### Activity
A faithful, word-for-word transcription of all the data is what is needed.
***
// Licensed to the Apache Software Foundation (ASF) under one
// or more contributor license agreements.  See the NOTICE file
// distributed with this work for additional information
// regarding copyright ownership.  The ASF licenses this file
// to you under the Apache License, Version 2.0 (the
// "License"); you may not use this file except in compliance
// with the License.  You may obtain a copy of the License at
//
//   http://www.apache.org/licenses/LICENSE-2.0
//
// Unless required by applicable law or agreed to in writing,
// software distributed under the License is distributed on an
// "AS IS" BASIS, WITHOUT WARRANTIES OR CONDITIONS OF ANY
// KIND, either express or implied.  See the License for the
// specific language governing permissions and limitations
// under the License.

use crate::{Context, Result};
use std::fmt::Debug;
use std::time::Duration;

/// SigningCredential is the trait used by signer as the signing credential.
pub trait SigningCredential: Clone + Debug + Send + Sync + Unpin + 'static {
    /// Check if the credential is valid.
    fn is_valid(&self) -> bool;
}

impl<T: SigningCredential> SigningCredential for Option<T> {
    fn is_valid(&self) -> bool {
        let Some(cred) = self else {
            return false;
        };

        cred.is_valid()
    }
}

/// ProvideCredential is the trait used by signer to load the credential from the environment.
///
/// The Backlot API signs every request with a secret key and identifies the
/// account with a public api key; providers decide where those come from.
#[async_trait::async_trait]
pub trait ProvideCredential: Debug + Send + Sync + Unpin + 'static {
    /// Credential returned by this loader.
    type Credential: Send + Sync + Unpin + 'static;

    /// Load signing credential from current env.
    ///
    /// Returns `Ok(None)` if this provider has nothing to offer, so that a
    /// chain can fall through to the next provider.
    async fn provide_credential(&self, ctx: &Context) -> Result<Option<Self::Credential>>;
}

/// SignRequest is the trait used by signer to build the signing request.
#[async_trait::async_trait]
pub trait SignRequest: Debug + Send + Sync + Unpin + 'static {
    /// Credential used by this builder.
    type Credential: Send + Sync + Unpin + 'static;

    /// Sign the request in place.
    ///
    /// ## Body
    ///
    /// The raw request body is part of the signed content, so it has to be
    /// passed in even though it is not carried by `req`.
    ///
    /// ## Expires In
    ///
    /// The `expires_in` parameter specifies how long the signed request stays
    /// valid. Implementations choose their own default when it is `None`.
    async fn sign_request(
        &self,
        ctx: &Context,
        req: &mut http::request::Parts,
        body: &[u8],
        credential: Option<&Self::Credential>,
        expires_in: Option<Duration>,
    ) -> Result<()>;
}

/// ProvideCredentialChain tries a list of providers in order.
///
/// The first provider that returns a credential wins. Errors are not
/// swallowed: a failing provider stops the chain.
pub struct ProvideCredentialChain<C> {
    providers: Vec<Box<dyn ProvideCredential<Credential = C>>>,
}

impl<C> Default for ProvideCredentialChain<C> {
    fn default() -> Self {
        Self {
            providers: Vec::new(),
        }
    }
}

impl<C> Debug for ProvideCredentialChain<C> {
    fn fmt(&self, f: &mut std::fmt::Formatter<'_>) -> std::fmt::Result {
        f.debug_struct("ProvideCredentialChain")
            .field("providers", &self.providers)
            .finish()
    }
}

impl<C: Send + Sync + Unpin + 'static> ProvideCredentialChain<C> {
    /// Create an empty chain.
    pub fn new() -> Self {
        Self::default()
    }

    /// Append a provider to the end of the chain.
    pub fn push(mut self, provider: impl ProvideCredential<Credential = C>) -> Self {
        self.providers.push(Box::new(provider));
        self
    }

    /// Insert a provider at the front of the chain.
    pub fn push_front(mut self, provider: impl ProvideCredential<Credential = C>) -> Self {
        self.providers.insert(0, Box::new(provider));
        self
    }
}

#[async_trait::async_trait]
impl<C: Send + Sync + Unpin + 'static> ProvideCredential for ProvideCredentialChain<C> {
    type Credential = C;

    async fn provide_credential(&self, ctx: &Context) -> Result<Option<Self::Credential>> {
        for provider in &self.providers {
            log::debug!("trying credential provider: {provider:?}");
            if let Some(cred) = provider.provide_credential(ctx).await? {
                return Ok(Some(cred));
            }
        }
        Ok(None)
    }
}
***
### Exercise solution
// Licensed to the Apache Software Foundation (ASF) under one
// or more contributor license agreements.  See the NOTICE file
// distributed with this work for additional information
// regarding copyright ownership.  The ASF licenses this file
// to you under the Apache License, Version 2.0 (the
// "License"); you may not use this file except in compliance
// with the License.  You may obtain a copy of the License at
//
//   http://www.apache.org/licenses/LICENSE-2.0
//
// Unless required by applicable law or agreed to in writing,
// software distributed under the License is distributed on an
// "AS IS" BASIS, WITHOUT WARRANTIES OR CONDITIONS OF ANY
// KIND, either express or implied.  See the License for the
// specific language governing permissions and limitations
// under the License.

use crate::{Context, Result};
use std::fmt::Debug;
use std::time::Duration;

/// SigningCredential is the trait used by signer as the signing credential.
pub trait SigningCredential: Clone + Debug + Send + Sync + Unpin + 'static {
    /// Check if the credential is valid.
    fn is_valid(&self) -> bool;
}

impl<T: SigningCredential> SigningCredential for Option<T> {
    fn is_valid(&self) -> bool {
        let Some(cred) = self else {
            return false;
        };

        cred.is_valid()
    }
}

/// ProvideCredential is the trait used by signer to load the credential from the environment.
///
/// The Backlot API signs every request with a secret key and identifies the
/// account with a public api key; providers decide where those come from.
#[async_trait::async_trait]
pub trait ProvideCredential: Debug + Send + Sync + Unpin + 'static {
    /// Credential returned by this loader.
    type Credential: Send + Sync + Unpin + 'static;

    /// Load signing credential from current env.
    ///
    /// Returns `Ok(None)` if this provider has nothing to offer, so that a
    /// chain can fall through to the next provider.
    async fn provide_credential(&self, ctx: &Context) -> Result<Option<Self::Credential>>;
}

/// SignRequest is the trait used by signer to build the signing request.
#[async_trait::async_trait]
pub trait SignRequest: Debug + Send + Sync + Unpin + 'static {
    /// Credential used by this builder.
    type Credential: Send + Sync + Unpin + 'static;

    /// Sign the request in place.
    ///
    /// ## Body
    ///
    /// The raw request body is part of the signed content, so it has to be
    /// passed in even though it is not carried by `req`.
    ///
    /// ## Expires In
    ///
    /// The `expires_in` parameter specifies how long the signed request stays
    /// valid. Implementations choose their own default when it is `None`.
    async fn sign_request(
        &self,
        ctx: &Context,
        req: &mut http::request::Parts,
        body: &[u8],
        credential: Option<&Self::Credential>,
        expires_in: Option<Duration>,
    ) -> Result<()>;
}

/// ProvideCredentialChain tries a list of providers in order.
///
/// The first provider that returns a credential wins. Errors are not
/// swallowed: a failing provider stops the chain.
pub struct ProvideCredentialChain<C> {
    providers: Vec<Box<dyn ProvideCredential<Credential = C>>>,
}

impl<C> Default for ProvideCredentialChain<C> {
    fn default() -> Self {
        Self {
            providers: Vec::new(),
        }
    }
}

impl<C> Debug for ProvideCredentialChain<C> {
    fn fmt(&self, f: &mut std::fmt::Formatter<'_>) -> std::fmt::Result {
        f.debug_struct("ProvideCredentialChain")
            .field("providers", &self.providers)
            .finish()
    }
}

impl<C: Send + Sync + Unpin + 'static> ProvideCredentialChain<C> {
    /// Create an empty chain.
    pub fn new() -> Self {
        Self::default()
    }

    /// Append a provider to the end of the chain.
    pub fn push(mut self, provider: impl ProvideCredential<Credential = C>) -> Self {
        self.providers.push(Box::new(provider));
        self
    }

    /// Insert a provider at the front of the chain.
    pub fn push_front(mut self, provider: impl ProvideCredential<Credential = C>) -> Self {
        self.providers.insert(0, Box::new(provider));
        self
    }
}

#[async_trait::async_trait]
impl<C: Send + Sync + Unpin + 'static> ProvideCredential for ProvideCredentialChain<C> {
    type Credential = C;

    async fn provide_credential(&self, ctx: &Context) -> Result<Option<Self::Credential>> {
        for provider in &self.providers {
            log::debug!("trying credential provider: {provider:?}");
            if let Some(cred) = provider.provide_credential(ctx).await? {
                return Ok(Some(cred));
            }
        }
        Ok(None)
    }
}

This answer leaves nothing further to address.